As Rohingya Muslims are facing ethnic cleansing by a Buddhist majority in Myanmar, Pacific Northwest members of Medical Teams International (MTI) — which has an office in Redmond — is preparing an assessment team to figure out how they can best assist refugees.

Around 400,000 Rohingya have fled Myanmar recently into neighboring Bangladesh.

MTI Global Ambassador Joe DiCarlo said they are fleeing following persecution from the Myanmar government after attacks on government border posts by Rohingya resistance groups.

“The response then of the government has been severe, and for safety, people have been leaving,” DiCarlo said.

Many of these refugees have been leaving on foot and trekking across rough terrain for days or overseas to find safety.

But the country many are fleeing to is itself hard pressed, DiCarlo said.

“It’s putting even more pressure on the scarce resources that they have, so the international community must respond,” DiCarlo said.

DiCarlo said MTI is responding by sending an assessment team to work with partner organizations, including World Concern and Food for the Hungry, to see what is needed on the ground.

This includes providing health care, food and clean water.

The organization has responded to other disaster situations, including the Nepal earthquake.
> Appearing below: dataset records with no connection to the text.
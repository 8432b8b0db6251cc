//! Convenience macros for entity spawning

/// Create an entity and attach components to it.
///
/// Expands to an expression of type `EcsResult<Entity>`.
///
/// # Examples
///
/// ```ignore
/// // Single component
/// let entity = spawn!(ecs, Position { x: 0.0, y: 0.0 })?;
///
/// // Multiple components
/// let entity = spawn!(ecs,
///     Position { x: 0.0, y: 0.0 },
///     Velocity { x: 1.0, y: 1.0 },
/// )?;
/// ```
#[macro_export]
macro_rules! spawn {
    ($ecs:expr $(, $component:expr)+ $(,)?) => {{
        let ecs: &mut $crate::ecs::Ecs = &mut $ecs;
        ecs.create().and_then(|entity| {
            ecs.add_components(entity, ($($component,)+))
                .map(|_| entity)
        })
    }};
}
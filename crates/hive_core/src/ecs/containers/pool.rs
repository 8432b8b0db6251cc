use super::{Queue, Resizable};

/// Lifecycle hooks for pooled objects.
pub trait Recycle<T> {
    /// Build a fresh instance when the pool is empty.
    fn create(&mut self) -> T;

    /// Restore an instance to its initial state before it is stored.
    fn reset(&mut self, _item: &mut T) {}

    /// Called for instances the pool refuses because it is full.
    fn discard(&mut self, _item: T) {}
}

/// What [`Pool::free`] did with the returned object.
#[derive(Debug, Clone, Copy, PartialEq, Eq)]
pub enum PoolOutcome {
    Recycled,
    Discarded,
}

/// Bounded object recycler backed by a FIFO free-list.
#[derive(Debug)]
pub struct Pool<T, R> {
    free: Queue<T>,
    recycler: R,
    max_size: usize,
    peak: usize,
    new_instances: u64,
    discarded: u64,
    recycled: u64,
    obtained: u64,
}

impl<T, R: Recycle<T>> Pool<T, R> {
    pub fn new(initial_capacity: usize, max_size: usize, recycler: R) -> Self {
        Self {
            free: Queue::new(initial_capacity.min(max_size.max(1))),
            recycler,
            max_size,
            peak: 0,
            new_instances: 0,
            discarded: 0,
            recycled: 0,
            obtained: 0,
        }
    }

    /// Take a stored instance, or create one.
    pub fn obtain(&mut self) -> T {
        self.obtained += 1;
        match self.free.try_dequeue() {
            Some(item) => item,
            None => {
                self.new_instances += 1;
                self.recycler.create()
            }
        }
    }

    /// Hand an instance back. It is reset and stored unless the pool is full.
    pub fn free(&mut self, mut item: T) -> PoolOutcome {
        if self.free.len() >= self.max_size {
            self.discarded += 1;
            self.recycler.discard(item);
            return PoolOutcome::Discarded;
        }
        self.recycler.reset(&mut item);
        self.free.enqueue(item);
        self.recycled += 1;
        self.peak = self.peak.max(self.free.len());
        PoolOutcome::Recycled
    }

    /// Create up to `count` instances ahead of time, bounded by the max size.
    ///
    /// Returns how many were added.
    pub fn fill(&mut self, count: usize) -> usize {
        let room = self.max_size.saturating_sub(self.free.len());
        let count = count.min(room);
        self.free.ensure_capacity(count);
        for _ in 0..count {
            let item = self.recycler.create();
            self.new_instances += 1;
            self.free.enqueue(item);
        }
        self.peak = self.peak.max(self.free.len());
        count
    }

    /// Discard every stored instance.
    pub fn clear(&mut self) {
        while let Some(item) = self.free.try_dequeue() {
            self.discarded += 1;
            self.recycler.discard(item);
        }
        self.free.clear();
    }

    /// Shrink the free-list allocation towards its current fill.
    pub fn fit(&mut self, absolute: bool) -> bool {
        self.free.fit(absolute)
    }

    /// Instances currently stored.
    #[inline]
    pub fn len(&self) -> usize {
        self.free.len()
    }

    #[inline]
    pub fn is_empty(&self) -> bool {
        self.free.is_empty()
    }

    #[inline]
    pub fn max_size(&self) -> usize {
        self.max_size
    }

    #[inline]
    pub fn peak(&self) -> usize {
        self.peak
    }

    #[inline]
    pub fn new_instances(&self) -> u64 {
        self.new_instances
    }

    #[inline]
    pub fn discarded(&self) -> u64 {
        self.discarded
    }

    #[inline]
    pub fn recycled(&self) -> u64 {
        self.recycled
    }

    #[inline]
    pub fn obtained(&self) -> u64 {
        self.obtained
    }

    /// Instances created and not discarded, stored or handed out.
    #[inline]
    pub fn objects_in_memory(&self) -> u64 {
        self.new_instances.saturating_sub(self.discarded)
    }

    pub fn load_factor(&self) -> f32 {
        self.free.load_factor()
    }

    pub fn capacity(&self) -> usize {
        self.free.capacity()
    }

    pub fn recycler(&self) -> &R {
        &self.recycler
    }

    pub fn recycler_mut(&mut self) -> &mut R {
        &mut self.recycler
    }
}
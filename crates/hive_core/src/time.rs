//! Simulation-time accumulation.
//!
//! The runtime is driven by caller-supplied frame deltas; anything that must
//! fire on a fixed simulated interval accumulates those deltas here.

use std::time::Duration;

/// Default interval between capacity decay steps (20 simulated seconds).
pub const DEFAULT_DECAY_INTERVAL: Duration = Duration::from_secs(20);

/// Accumulates frame deltas and reports how many whole intervals elapsed.
#[derive(Debug, Clone)]
pub struct IntervalTimer {
    interval: Duration,
    accumulated: Duration,
    total: Duration,
    steps: u64,
}

impl IntervalTimer {
    pub fn new(interval: Duration) -> Self {
        Self {
            interval: interval.max(Duration::from_millis(1)),
            accumulated: Duration::ZERO,
            total: Duration::ZERO,
            steps: 0,
        }
    }

    /// Build from a seconds value, falling back to the default when it is not
    /// a positive finite number.
    pub fn from_secs_f32(secs: f32) -> Self {
        if secs.is_finite() && secs > 0.0 {
            Self::new(Duration::from_secs_f32(secs))
        } else {
            Self::new(DEFAULT_DECAY_INTERVAL)
        }
    }

    /// Add `dt` seconds; returns the number of intervals that completed.
    ///
    /// Non-finite or non-positive deltas are ignored.
    pub fn advance(&mut self, dt: f32) -> u32 {
        if !dt.is_finite() || dt <= 0.0 {
            return 0;
        }
        let dt = Duration::from_secs_f32(dt);
        self.accumulated += dt;
        self.total += dt;

        let mut fired = 0;
        while self.accumulated > self.interval {
            self.accumulated -= self.interval;
            fired += 1;
        }
        self.steps += u64::from(fired);
        fired
    }

    pub fn interval(&self) -> Duration {
        self.interval
    }

    /// Time accumulated towards the next step.
    pub fn pending(&self) -> Duration {
        self.accumulated
    }

    /// Total simulated time seen.
    pub fn total_time(&self) -> Duration {
        self.total
    }

    /// Intervals completed so far.
    pub fn step_count(&self) -> u64 {
        self.steps
    }
}

impl Default for IntervalTimer {
    fn default() -> Self {
        Self::new(DEFAULT_DECAY_INTERVAL)
    }
}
MTI was founded in 1979 by a businessman in Salem, Oregon, who saw the killing fields in Cambodia, DiCarlo said.

“This kind of work is in our DNA and it’s where we’ve developed a very strong competency,” he said.

Common injuries they could help treat in similar situations include providing immunizations, malnutrition, malaria, gunshot wounds, shrapnel wounds, diarrhea and cholera.

“When you have large groups of people living in unsanitary conditions, we have to watch out for any kind of disease outbreaks,” DiCarlo said.

Once the assessment team figures out what is needed, it will return and the organization will develop a strategy to provide aid.

DiCarlo said this could include sending supplies, doctors and nurses.

Donations to the organization can be made at the www.medicalteams.org disaster relief page.